== Segment start ==

use yew::prelude::*;

use crate::hooks::{use_reveal, use_viewport};
use crate::motion::{RevealConfig, RevealStyle, WatchOptions};

const PARAGRAPHS: [&str; 3] = [
    "With over two decades of experience in the construction industry, we have established ourselves as leaders in quality construction and infrastructure development. Our commitment to excellence and innovation has made us the preferred choice for complex construction projects across the region.",
    "Our team of highly skilled professionals brings expertise in modern construction techniques, sustainable building practices, and cutting-edge project management. We pride ourselves on delivering projects that not only meet but exceed our clients' expectations.",
    "From initial concept to final completion, we ensure every project benefits from our meticulous attention to detail, commitment to quality, and innovative solutions that set new standards in the construction industry.",
];

#[function_component(About)]
pub fn about() -> Html {
    let section_ref = use_node_ref();
    let in_view = use_viewport(section_ref.clone(), WatchOptions::once().margin("-100px"));
    let text_style = use_reveal(1, RevealConfig::fade_up().from(RevealStyle::fade_side(-40.0)), in_view.is_visible);
    let image_style = use_reveal(
        1,
        RevealConfig::fade_up().from(RevealStyle::fade_side(40.0)).base_delay(200.0),
        in_view.is_visible,
    );

    html! {
        <section id="about" ref={section_ref} class="about-section">
            <div class="about-grid">
                <div class="about-text" style={text_style.into_iter().next().unwrap_or_default()}>
                    <h2>{"ABOUT"}</h2>
                    <div class="about-rule"></div>
                    { for PARAGRAPHS.iter().map(|p| html! { <p>{*p}</p> }) }
                </div>
                <div class="about-image" style={image_style.into_iter().next().unwrap_or_default()}>
                    <img src="/images/about/construction-site.jpg" alt="Construction Site" />
                </div>
            </div>
            <style>
                {r#"
                .about-section {
                    padding: 5rem 1rem;
                }
                .about-grid {
                    max-width: 1200px;
                    margin: 0 auto;
                    display: grid;
                    grid-template-columns: 1fr 1fr;
                    gap: 3rem;
                    align-items: center;
                }
                .about-text h2 {
                    font-size: clamp(1.875rem, 4vw, 3rem);
                    font-weight: 700;
                    margin-bottom: 1rem;
                }
                .about-rule {
                    width: 96px;
                    height: 4px;
                    background: #eab308;
                    margin-bottom: 2rem;
                }
                .about-text p {
                    color: #4b5563;
                    font-size: 1.125rem;
                    margin-bottom: 1.5rem;
                }
                .about-image {
                    height: 600px;
                }
                .about-image img {
                    width: 100%;
                    height: 100%;
                    object-fit: cover;
                    border-radius: 8px;
                    box-shadow: 0 20px 25px rgba(0,0,0,0.15);
                }
                @media (max-width: 1024px) {
                    .about-grid {
                        grid-template-columns: 1fr;
                    }
                    .about-image {
                        order: -1;
                        height: 400px;
                    }
                }
                "#}
            </style>
        </section>
    }
}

== Segment end ==

Exact copies of all the entries above should be returned.

▶ **SOLUTION TO THIS TASK**:
use yew::prelude::*;

use crate::hooks::{use_reveal, use_viewport};
use crate::motion::{RevealConfig, RevealStyle, WatchOptions};

const PARAGRAPHS: [&str; 3] = [
    "With over two decades of experience in the construction industry, we have established ourselves as leaders in quality construction and infrastructure development. Our commitment to excellence and innovation has made us the preferred choice for complex construction projects across the region.",
    "Our team of highly skilled professionals brings expertise in modern construction techniques, sustainable building practices, and cutting-edge project management. We pride ourselves on delivering projects that not only meet but exceed our clients' expectations.",
    "From initial concept to final completion, we ensure every project benefits from our meticulous attention to detail, commitment to quality, and innovative solutions that set new standards in the construction industry.",
];

#[function_component(About)]
pub fn about() -> Html {
    let section_ref = use_node_ref();
    let in_view = use_viewport(section_ref.clone(), WatchOptions::once().margin("-100px"));
    let text_style = use_reveal(1, RevealConfig::fade_up().from(RevealStyle::fade_side(-40.0)), in_view.is_visible);
    let image_style = use_reveal(
        1,
        RevealConfig::fade_up().from(RevealStyle::fade_side(40.0)).base_delay(200.0),
        in_view.is_visible,
    );

    html! {
        <section id="about" ref={section_ref} class="about-section">
            <div class="about-grid">
                <div class="about-text" style={text_style.into_iter().next().unwrap_or_default()}>
                    <h2>{"ABOUT"}</h2>
                    <div class="about-rule"></div>
                    { for PARAGRAPHS.iter().map(|p| html! { <p>{*p}</p> }) }
                </div>
                <div class="about-image" style={image_style.into_iter().next().unwrap_or_default()}>
                    <img src="/images/about/construction-site.jpg" alt="Construction Site" />
                </div>
            </div>
            <style>
                {r#"
                .about-section {
                    padding: 5rem 1rem;
                }
                .about-grid {
                    max-width: 1200px;
                    margin: 0 auto;
                    display: grid;
                    grid-template-columns: 1fr 1fr;
                    gap: 3rem;
                    align-items: center;
                }
                .about-text h2 {
                    font-size: clamp(1.875rem, 4vw, 3rem);
                    font-weight: 700;
                    margin-bottom: 1rem;
                }
                .about-rule {
                    width: 96px;
                    height: 4px;
                    background: #eab308;
                    margin-bottom: 2rem;
                }
                .about-text p {
                    color: #4b5563;
                    font-size: 1.125rem;
                    margin-bottom: 1.5rem;
                }
                .about-image {
                    height: 600px;
                }
                .about-image img {
                    width: 100%;
                    height: 100%;
                    object-fit: cover;
                    border-radius: 8px;
                    box-shadow: 0 20px 25px rgba(0,0,0,0.15);
                }
                @media (max-width: 1024px) {
                    .about-grid {
                        grid-template-columns: 1fr;
                    }
                    .about-image {
                        order: -1;
                        height: 400px;
                    }
                }
                "#}
            </style>
        </section>
    }
}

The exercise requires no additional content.